> Problem description
Go through the records below and show every line with the string "crate".

START Extracted information

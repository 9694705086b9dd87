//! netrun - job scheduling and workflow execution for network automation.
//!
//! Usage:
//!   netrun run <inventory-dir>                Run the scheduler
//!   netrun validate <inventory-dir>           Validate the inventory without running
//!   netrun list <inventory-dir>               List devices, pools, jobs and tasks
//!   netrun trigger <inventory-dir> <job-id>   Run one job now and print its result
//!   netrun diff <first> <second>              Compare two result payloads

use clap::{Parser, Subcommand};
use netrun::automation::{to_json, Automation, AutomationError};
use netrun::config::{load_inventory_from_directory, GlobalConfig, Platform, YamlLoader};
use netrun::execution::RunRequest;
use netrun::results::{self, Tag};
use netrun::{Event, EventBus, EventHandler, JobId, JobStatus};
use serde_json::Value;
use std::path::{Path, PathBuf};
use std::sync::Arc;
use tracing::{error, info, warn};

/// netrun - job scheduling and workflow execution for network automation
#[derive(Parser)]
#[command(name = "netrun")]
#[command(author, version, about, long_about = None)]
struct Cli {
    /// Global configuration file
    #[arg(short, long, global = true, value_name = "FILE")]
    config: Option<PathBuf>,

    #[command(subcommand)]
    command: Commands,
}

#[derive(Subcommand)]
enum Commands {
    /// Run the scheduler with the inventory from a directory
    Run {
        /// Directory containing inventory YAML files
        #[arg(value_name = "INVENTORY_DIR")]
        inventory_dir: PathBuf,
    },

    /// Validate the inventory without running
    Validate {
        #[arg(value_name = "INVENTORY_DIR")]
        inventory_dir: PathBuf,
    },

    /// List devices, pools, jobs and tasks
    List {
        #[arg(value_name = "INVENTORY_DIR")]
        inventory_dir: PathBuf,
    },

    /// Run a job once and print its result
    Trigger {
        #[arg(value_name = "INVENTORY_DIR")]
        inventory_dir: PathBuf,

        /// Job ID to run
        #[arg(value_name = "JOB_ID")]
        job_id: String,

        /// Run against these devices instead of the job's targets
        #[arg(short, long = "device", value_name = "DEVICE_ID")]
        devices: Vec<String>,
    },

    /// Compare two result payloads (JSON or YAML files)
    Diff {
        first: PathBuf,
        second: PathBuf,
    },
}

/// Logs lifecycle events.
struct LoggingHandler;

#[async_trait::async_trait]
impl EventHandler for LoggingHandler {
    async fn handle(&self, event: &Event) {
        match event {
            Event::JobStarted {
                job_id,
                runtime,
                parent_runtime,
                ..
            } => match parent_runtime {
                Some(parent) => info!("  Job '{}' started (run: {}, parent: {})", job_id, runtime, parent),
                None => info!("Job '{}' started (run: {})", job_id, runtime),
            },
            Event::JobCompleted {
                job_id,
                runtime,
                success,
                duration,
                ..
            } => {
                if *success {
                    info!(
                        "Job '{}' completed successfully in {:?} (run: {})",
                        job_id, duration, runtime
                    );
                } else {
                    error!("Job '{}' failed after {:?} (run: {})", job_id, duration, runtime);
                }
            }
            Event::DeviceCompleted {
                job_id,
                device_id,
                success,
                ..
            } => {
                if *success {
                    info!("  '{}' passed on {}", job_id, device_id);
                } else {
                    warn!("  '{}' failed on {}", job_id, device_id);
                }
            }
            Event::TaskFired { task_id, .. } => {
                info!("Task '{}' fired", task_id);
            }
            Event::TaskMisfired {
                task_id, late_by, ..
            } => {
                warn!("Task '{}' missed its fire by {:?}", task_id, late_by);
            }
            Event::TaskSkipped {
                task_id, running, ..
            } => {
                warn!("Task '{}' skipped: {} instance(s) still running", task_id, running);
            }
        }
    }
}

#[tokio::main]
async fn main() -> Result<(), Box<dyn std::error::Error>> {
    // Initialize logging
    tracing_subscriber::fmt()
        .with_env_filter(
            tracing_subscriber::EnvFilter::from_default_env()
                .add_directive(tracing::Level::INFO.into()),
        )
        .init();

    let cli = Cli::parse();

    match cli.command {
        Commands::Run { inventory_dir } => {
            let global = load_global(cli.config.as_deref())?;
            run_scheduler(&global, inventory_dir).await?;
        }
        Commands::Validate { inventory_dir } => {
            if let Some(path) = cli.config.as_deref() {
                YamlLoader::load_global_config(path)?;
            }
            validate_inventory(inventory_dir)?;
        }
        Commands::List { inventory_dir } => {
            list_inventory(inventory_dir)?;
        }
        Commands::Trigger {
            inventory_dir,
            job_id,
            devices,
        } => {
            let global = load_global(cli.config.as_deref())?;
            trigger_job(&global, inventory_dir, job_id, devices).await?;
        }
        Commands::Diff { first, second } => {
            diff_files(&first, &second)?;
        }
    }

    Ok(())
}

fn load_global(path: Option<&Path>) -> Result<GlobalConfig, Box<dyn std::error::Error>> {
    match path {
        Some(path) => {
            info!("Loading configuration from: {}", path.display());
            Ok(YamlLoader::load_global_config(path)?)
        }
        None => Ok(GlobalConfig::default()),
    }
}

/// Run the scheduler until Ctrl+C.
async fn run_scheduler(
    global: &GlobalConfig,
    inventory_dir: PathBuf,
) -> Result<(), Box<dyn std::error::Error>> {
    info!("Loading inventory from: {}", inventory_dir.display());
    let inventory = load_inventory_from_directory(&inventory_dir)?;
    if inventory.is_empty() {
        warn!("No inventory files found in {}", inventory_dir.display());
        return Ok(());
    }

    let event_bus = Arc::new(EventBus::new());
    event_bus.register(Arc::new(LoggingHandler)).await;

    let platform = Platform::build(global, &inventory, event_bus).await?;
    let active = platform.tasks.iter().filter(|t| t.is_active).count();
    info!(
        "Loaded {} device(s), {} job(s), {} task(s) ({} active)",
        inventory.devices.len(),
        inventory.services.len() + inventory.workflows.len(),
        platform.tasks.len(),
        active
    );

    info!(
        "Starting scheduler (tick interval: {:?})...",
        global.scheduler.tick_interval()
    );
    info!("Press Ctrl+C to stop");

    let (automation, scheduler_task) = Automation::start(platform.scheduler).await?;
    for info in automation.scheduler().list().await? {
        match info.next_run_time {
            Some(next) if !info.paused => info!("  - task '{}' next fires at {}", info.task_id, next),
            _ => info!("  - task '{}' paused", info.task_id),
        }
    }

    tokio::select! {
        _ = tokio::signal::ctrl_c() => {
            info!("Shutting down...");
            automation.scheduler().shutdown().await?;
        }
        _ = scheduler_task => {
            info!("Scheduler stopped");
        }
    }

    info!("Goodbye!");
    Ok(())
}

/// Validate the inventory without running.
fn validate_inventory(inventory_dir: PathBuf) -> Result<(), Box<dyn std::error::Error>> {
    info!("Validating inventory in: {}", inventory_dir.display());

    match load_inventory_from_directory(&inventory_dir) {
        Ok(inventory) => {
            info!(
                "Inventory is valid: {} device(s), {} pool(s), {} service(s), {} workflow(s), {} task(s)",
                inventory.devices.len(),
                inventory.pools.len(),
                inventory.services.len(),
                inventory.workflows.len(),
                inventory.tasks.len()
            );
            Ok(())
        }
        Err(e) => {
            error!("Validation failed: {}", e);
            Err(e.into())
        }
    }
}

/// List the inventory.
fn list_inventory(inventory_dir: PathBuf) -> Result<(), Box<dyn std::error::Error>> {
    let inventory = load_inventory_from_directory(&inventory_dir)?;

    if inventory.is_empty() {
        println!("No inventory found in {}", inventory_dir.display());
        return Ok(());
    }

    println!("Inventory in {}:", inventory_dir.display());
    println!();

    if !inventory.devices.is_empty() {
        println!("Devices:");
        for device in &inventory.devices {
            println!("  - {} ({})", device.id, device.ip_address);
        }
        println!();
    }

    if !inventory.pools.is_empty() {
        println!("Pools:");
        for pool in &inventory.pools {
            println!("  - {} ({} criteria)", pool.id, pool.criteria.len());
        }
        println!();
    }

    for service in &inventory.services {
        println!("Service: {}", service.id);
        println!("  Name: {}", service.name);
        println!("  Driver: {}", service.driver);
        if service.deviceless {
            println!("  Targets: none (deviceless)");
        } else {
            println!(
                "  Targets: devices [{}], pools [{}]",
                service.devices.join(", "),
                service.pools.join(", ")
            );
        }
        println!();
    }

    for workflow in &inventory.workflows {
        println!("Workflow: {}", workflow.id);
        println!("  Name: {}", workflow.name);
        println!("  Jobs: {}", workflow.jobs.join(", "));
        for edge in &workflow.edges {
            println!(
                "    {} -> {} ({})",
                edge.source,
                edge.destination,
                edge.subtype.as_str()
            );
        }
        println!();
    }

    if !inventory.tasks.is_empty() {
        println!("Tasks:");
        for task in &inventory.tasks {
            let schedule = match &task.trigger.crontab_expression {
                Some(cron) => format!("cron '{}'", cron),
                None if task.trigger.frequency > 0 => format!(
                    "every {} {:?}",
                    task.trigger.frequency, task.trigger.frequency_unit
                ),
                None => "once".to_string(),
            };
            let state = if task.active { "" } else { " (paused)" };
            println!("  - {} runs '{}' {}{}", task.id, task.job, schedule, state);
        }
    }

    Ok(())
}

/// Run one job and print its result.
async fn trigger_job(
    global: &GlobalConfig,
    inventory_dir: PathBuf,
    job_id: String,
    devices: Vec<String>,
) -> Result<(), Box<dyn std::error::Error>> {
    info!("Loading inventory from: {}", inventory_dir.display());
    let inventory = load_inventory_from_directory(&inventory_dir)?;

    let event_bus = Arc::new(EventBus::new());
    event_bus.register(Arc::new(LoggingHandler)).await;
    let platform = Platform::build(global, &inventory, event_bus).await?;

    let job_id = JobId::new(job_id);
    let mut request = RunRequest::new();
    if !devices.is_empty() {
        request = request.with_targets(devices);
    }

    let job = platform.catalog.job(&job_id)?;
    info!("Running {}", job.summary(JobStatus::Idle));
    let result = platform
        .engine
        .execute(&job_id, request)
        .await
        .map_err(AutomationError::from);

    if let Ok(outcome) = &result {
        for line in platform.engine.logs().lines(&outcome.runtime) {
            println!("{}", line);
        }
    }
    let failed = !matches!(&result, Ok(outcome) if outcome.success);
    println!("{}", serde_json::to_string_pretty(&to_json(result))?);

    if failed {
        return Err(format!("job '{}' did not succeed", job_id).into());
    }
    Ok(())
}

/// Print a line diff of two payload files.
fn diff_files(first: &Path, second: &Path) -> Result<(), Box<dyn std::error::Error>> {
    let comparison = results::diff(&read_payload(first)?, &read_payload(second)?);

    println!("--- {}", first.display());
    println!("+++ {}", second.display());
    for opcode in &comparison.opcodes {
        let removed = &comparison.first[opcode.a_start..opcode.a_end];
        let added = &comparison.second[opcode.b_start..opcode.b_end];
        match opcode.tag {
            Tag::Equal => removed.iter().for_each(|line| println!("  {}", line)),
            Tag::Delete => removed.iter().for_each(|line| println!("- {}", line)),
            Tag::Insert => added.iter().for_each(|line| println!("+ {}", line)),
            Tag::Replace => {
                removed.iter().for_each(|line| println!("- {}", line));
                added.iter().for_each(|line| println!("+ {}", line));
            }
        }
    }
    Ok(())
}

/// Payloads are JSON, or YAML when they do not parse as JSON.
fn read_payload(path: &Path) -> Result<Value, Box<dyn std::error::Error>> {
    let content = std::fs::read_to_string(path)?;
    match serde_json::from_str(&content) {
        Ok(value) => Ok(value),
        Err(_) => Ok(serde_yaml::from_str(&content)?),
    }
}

END Extracted information
START Extracted information

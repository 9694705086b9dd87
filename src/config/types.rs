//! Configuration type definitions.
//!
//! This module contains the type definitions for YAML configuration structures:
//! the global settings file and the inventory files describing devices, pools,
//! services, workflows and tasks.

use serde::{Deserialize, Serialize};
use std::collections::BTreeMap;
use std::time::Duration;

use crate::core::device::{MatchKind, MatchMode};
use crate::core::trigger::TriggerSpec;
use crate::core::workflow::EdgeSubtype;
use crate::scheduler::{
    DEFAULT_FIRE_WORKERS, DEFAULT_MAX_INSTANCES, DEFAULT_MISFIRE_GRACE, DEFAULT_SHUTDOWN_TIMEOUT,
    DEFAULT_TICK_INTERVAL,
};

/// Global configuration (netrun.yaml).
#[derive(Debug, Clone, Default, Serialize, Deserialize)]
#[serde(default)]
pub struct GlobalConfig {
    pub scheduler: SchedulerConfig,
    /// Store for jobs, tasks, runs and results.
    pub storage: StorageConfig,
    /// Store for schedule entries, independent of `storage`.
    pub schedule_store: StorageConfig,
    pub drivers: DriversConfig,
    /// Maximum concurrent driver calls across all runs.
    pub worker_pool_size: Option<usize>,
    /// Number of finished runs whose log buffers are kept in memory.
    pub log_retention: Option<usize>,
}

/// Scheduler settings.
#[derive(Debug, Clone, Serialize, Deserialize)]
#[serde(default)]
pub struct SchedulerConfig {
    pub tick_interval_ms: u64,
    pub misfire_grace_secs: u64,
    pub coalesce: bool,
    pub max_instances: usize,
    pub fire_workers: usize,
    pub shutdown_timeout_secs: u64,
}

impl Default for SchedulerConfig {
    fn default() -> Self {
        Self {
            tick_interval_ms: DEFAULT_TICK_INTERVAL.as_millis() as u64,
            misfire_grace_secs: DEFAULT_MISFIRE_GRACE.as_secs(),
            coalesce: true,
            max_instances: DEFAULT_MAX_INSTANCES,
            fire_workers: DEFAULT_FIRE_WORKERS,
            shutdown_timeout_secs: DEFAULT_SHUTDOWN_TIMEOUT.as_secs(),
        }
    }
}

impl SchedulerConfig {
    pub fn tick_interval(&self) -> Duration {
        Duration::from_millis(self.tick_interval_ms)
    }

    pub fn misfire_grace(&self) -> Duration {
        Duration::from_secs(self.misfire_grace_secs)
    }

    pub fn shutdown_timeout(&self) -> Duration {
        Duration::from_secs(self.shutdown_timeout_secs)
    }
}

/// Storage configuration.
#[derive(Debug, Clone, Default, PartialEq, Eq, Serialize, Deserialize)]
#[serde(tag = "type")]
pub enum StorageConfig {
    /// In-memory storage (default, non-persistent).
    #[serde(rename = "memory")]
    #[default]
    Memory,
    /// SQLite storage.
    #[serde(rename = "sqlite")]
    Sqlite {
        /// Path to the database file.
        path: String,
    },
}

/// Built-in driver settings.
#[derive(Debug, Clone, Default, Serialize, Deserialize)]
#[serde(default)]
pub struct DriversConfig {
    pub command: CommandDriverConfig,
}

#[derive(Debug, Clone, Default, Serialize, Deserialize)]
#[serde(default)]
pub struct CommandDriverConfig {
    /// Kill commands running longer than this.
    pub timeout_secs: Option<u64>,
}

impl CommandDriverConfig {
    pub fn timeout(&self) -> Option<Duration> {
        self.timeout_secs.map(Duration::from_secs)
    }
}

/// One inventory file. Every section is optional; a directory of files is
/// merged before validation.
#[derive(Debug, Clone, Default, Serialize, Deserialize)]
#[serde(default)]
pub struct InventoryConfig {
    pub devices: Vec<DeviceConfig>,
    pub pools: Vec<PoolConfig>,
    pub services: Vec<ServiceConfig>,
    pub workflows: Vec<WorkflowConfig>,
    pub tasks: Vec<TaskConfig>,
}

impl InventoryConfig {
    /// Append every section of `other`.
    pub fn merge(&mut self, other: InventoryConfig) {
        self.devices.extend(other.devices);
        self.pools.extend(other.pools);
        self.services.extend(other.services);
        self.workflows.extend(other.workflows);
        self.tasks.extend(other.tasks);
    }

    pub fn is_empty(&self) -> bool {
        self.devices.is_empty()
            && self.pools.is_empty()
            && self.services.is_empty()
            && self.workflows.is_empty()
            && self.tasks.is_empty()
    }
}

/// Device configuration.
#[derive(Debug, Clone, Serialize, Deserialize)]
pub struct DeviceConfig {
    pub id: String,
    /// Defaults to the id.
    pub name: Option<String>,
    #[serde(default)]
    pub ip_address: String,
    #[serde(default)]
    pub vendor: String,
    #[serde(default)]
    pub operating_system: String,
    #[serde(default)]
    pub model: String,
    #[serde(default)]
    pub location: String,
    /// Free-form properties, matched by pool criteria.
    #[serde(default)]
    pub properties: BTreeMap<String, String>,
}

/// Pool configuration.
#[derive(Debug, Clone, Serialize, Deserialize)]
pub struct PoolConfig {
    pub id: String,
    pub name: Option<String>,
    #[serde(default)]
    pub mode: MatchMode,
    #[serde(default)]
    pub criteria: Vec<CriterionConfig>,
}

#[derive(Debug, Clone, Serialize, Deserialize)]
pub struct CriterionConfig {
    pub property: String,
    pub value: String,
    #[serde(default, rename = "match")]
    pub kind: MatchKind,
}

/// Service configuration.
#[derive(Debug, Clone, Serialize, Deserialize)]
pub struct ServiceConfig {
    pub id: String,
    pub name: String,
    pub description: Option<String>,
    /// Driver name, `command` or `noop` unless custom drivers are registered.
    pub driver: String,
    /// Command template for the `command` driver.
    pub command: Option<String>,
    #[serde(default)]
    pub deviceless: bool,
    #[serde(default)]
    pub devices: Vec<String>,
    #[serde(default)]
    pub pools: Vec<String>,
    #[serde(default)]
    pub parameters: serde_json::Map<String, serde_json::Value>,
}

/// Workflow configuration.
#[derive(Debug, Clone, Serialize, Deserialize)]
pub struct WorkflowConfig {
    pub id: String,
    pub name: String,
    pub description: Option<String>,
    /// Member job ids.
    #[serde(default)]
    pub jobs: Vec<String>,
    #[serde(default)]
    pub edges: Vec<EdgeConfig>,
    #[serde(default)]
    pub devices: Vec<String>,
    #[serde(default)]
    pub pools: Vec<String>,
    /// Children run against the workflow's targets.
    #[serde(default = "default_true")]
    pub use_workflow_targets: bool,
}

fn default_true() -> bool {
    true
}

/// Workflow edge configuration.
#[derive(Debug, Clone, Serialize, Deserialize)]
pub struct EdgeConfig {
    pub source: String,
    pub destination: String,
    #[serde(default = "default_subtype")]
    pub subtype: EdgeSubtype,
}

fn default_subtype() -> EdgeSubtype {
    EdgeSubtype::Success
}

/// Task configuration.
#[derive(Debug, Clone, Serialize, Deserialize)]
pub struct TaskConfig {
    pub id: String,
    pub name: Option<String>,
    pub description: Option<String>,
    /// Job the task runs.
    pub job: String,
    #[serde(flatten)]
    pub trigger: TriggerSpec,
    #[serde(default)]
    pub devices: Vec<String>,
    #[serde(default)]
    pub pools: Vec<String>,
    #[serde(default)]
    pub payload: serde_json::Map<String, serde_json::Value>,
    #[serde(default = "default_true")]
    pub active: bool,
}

END Extracted information
START Extracted information

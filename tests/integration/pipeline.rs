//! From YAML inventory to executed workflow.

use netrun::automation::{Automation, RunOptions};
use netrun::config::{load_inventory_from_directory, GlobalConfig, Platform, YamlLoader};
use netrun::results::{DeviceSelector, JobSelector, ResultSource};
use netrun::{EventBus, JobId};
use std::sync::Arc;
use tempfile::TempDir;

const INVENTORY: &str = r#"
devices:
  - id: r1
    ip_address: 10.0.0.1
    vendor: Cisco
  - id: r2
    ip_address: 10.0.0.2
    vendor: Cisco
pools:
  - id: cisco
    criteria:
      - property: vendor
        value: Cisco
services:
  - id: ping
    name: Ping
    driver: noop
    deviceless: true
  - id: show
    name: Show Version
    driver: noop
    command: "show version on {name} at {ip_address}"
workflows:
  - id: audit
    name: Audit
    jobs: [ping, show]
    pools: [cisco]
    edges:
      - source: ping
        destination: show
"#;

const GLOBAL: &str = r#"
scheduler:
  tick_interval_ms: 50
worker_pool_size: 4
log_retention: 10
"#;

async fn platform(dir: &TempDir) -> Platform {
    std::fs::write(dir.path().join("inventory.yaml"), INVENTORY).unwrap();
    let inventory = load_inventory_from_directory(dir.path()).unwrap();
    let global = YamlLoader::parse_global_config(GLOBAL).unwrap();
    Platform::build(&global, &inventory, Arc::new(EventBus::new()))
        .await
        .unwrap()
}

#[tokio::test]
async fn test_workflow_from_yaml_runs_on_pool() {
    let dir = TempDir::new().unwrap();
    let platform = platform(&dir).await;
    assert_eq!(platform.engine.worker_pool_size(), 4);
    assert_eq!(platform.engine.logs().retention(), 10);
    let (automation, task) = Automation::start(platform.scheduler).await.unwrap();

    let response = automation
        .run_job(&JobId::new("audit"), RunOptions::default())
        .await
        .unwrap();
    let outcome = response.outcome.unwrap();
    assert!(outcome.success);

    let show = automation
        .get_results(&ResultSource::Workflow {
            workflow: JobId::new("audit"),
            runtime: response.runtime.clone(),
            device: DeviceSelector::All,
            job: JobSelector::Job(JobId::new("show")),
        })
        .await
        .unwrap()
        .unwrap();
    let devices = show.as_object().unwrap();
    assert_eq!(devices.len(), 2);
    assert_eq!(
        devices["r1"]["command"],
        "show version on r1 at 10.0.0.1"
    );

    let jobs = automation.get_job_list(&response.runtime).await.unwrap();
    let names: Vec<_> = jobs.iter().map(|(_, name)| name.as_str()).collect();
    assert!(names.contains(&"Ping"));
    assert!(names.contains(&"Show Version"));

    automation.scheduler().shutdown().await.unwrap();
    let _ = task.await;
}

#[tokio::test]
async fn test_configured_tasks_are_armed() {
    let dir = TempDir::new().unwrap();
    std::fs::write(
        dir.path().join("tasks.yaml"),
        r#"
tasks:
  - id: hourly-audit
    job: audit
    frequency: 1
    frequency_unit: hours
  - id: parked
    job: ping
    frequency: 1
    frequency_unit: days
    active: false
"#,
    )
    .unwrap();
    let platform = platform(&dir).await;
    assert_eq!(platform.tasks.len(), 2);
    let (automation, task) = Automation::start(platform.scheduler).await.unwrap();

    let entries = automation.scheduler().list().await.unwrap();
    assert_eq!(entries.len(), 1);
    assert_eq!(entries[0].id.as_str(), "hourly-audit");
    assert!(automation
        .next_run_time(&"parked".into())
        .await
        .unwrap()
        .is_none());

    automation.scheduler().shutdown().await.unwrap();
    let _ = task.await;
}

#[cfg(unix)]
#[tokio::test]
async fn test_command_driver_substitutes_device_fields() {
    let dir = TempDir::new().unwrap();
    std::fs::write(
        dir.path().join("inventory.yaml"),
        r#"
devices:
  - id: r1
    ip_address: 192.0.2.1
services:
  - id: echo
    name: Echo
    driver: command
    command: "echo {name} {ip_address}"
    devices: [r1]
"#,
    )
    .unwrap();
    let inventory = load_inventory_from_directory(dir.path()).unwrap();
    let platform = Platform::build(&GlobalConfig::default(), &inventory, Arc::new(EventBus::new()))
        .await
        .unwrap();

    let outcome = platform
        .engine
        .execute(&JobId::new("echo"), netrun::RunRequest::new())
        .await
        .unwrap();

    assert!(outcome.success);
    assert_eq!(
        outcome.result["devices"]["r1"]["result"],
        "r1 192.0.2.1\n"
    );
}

END Extracted information

> Solution for this task
use crate::core::device::{MatchKind, MatchMode};
use crate::core::trigger::TriggerSpec;
use crate::core::workflow::EdgeSubtype;
use crate::scheduler::{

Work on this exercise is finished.